● Data to process
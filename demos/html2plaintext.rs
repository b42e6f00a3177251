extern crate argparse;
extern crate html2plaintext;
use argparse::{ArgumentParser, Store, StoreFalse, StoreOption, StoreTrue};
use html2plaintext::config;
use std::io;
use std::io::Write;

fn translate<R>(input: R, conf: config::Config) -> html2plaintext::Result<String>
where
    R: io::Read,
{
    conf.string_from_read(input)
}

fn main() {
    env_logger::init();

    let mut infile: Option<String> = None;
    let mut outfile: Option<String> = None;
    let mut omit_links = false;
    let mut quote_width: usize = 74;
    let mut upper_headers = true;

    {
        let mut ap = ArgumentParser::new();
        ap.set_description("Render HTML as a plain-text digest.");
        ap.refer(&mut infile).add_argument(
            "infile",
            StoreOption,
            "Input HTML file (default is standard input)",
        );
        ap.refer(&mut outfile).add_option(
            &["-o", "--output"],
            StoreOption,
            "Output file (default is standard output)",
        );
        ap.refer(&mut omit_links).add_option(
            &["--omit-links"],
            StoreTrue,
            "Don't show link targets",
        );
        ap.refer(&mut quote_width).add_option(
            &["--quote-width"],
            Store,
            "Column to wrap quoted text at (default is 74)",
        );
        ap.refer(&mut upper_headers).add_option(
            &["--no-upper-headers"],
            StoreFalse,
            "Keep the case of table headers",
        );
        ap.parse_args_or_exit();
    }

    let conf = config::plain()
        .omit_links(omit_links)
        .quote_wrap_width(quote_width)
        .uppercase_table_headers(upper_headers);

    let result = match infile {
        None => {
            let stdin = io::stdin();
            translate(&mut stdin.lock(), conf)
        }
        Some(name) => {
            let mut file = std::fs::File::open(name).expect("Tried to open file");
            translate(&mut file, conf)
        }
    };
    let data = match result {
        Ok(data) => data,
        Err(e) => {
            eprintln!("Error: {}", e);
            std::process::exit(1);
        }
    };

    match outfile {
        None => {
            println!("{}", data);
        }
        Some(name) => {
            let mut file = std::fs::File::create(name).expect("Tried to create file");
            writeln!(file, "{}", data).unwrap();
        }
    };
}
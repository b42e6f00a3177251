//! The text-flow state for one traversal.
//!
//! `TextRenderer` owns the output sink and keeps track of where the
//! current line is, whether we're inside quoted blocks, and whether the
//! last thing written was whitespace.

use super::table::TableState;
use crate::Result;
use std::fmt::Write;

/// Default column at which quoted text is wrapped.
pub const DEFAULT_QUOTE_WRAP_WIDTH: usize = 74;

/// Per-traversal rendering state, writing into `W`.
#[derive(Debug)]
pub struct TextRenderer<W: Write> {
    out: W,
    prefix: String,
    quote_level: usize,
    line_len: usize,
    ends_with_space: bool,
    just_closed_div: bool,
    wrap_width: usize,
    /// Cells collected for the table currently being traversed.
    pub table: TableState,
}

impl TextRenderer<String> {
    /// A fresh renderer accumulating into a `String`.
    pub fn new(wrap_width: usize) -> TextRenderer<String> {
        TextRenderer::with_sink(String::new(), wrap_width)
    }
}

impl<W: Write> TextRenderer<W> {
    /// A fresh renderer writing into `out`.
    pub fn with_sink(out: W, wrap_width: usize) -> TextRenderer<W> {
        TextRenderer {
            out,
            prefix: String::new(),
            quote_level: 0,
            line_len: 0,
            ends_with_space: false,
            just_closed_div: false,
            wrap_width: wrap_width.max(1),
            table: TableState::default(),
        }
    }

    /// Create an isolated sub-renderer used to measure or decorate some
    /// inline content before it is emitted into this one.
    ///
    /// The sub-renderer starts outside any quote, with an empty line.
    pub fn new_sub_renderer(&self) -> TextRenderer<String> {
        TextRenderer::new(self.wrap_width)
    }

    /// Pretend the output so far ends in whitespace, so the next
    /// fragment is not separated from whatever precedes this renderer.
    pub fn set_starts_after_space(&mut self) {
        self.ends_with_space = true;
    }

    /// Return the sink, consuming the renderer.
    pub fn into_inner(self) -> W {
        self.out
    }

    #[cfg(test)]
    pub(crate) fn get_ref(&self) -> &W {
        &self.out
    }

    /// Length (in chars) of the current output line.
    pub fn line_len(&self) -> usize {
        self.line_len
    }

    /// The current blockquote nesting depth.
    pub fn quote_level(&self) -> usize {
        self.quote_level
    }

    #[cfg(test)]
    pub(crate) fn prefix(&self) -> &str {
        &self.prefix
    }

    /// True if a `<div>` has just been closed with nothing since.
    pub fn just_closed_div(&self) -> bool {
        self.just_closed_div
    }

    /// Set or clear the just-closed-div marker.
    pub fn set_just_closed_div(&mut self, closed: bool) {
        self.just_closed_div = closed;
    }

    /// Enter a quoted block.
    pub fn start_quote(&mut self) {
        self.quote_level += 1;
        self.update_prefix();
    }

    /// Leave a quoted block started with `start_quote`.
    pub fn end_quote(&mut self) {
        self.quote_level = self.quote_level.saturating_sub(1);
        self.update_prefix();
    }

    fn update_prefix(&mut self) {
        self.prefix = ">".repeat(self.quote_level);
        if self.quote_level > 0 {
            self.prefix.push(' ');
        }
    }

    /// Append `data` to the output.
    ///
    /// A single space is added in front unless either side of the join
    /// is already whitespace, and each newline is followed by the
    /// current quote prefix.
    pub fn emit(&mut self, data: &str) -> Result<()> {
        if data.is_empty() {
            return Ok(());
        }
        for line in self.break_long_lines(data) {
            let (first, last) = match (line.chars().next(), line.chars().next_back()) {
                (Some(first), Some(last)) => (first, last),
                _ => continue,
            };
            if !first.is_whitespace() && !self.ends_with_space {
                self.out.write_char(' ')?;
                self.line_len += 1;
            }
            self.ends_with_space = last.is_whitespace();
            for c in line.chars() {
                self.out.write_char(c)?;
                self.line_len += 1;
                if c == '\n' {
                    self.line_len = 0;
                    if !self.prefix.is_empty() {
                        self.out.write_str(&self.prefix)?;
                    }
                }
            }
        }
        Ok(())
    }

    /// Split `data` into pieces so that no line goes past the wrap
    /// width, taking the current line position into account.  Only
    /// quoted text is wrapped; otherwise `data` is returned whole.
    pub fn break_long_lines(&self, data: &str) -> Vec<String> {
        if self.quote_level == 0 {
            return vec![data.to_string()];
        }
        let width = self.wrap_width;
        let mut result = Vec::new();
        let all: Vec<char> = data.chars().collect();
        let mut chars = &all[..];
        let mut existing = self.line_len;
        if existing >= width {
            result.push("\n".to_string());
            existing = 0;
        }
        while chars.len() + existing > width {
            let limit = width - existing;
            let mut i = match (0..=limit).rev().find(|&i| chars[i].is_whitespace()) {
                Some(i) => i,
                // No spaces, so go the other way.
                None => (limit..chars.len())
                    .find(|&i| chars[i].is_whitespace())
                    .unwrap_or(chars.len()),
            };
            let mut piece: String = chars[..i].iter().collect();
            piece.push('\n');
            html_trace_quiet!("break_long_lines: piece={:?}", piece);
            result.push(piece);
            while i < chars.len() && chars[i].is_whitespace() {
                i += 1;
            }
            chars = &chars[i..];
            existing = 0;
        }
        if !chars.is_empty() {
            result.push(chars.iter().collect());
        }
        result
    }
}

● Work instruction
Reproduce each line of the records in which "config" appears.

● Problem solution
use html2plaintext::config;
fn translate<R>(input: R, conf: config::Config) -> html2plaintext::Result<String>
    let conf = config::plain()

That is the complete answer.